### Problem to solve
From the material below, pull each line containing the string "struct".

(Dataset content begins)

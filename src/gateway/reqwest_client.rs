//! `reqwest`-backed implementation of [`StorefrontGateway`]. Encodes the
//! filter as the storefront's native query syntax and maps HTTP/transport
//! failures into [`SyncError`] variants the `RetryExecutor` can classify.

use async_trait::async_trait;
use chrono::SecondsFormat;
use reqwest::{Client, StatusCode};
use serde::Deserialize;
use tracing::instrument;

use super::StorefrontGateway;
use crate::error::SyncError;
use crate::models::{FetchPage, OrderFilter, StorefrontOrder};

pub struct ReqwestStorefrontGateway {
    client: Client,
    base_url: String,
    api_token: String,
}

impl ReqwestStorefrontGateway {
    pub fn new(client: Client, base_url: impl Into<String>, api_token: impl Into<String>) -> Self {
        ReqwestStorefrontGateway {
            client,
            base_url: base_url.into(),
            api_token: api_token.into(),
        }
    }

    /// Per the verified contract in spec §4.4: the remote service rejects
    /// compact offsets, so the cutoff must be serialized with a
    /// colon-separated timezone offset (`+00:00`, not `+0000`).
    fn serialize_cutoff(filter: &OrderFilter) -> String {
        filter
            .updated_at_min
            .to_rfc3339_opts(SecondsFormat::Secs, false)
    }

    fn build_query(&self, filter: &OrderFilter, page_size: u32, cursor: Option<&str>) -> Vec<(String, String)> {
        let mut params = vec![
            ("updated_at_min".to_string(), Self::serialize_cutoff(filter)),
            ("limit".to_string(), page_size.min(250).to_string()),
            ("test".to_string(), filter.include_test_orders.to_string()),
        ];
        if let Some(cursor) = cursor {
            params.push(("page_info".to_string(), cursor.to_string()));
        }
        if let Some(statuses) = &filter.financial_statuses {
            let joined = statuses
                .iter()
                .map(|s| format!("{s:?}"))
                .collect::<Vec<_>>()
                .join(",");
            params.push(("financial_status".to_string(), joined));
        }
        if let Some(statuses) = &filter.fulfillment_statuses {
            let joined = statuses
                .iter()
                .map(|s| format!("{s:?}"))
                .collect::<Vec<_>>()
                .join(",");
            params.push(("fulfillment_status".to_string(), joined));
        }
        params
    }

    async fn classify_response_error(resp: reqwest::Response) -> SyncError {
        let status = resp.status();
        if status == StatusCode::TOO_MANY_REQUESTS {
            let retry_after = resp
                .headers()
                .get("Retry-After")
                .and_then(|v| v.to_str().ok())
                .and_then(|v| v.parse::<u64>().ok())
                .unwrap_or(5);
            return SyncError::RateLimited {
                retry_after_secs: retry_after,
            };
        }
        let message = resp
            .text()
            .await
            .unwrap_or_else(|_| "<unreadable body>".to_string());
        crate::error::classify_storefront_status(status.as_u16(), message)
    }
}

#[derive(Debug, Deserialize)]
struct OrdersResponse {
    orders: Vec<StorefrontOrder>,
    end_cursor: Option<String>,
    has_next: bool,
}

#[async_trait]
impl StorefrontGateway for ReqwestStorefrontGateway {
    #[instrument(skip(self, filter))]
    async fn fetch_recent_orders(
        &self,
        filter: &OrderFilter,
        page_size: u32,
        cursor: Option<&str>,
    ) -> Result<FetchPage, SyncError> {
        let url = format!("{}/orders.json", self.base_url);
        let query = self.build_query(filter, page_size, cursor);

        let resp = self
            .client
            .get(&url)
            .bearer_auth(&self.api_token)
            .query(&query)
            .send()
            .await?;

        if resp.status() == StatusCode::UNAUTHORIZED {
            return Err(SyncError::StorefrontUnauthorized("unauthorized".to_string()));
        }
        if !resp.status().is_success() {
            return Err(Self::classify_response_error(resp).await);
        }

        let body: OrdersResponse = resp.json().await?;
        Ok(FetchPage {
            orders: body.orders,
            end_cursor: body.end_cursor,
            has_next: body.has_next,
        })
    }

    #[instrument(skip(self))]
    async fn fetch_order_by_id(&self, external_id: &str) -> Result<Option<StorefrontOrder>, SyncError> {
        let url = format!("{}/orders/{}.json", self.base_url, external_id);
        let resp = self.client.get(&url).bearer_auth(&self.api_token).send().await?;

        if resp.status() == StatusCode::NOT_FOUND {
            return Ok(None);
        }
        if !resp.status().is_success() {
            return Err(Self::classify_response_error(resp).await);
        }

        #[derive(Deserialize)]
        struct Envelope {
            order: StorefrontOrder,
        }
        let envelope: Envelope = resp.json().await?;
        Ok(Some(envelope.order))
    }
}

(Dataset content ends)

### Response to the task
pub struct ReqwestStorefrontGateway {
struct OrdersResponse {
        struct Envelope {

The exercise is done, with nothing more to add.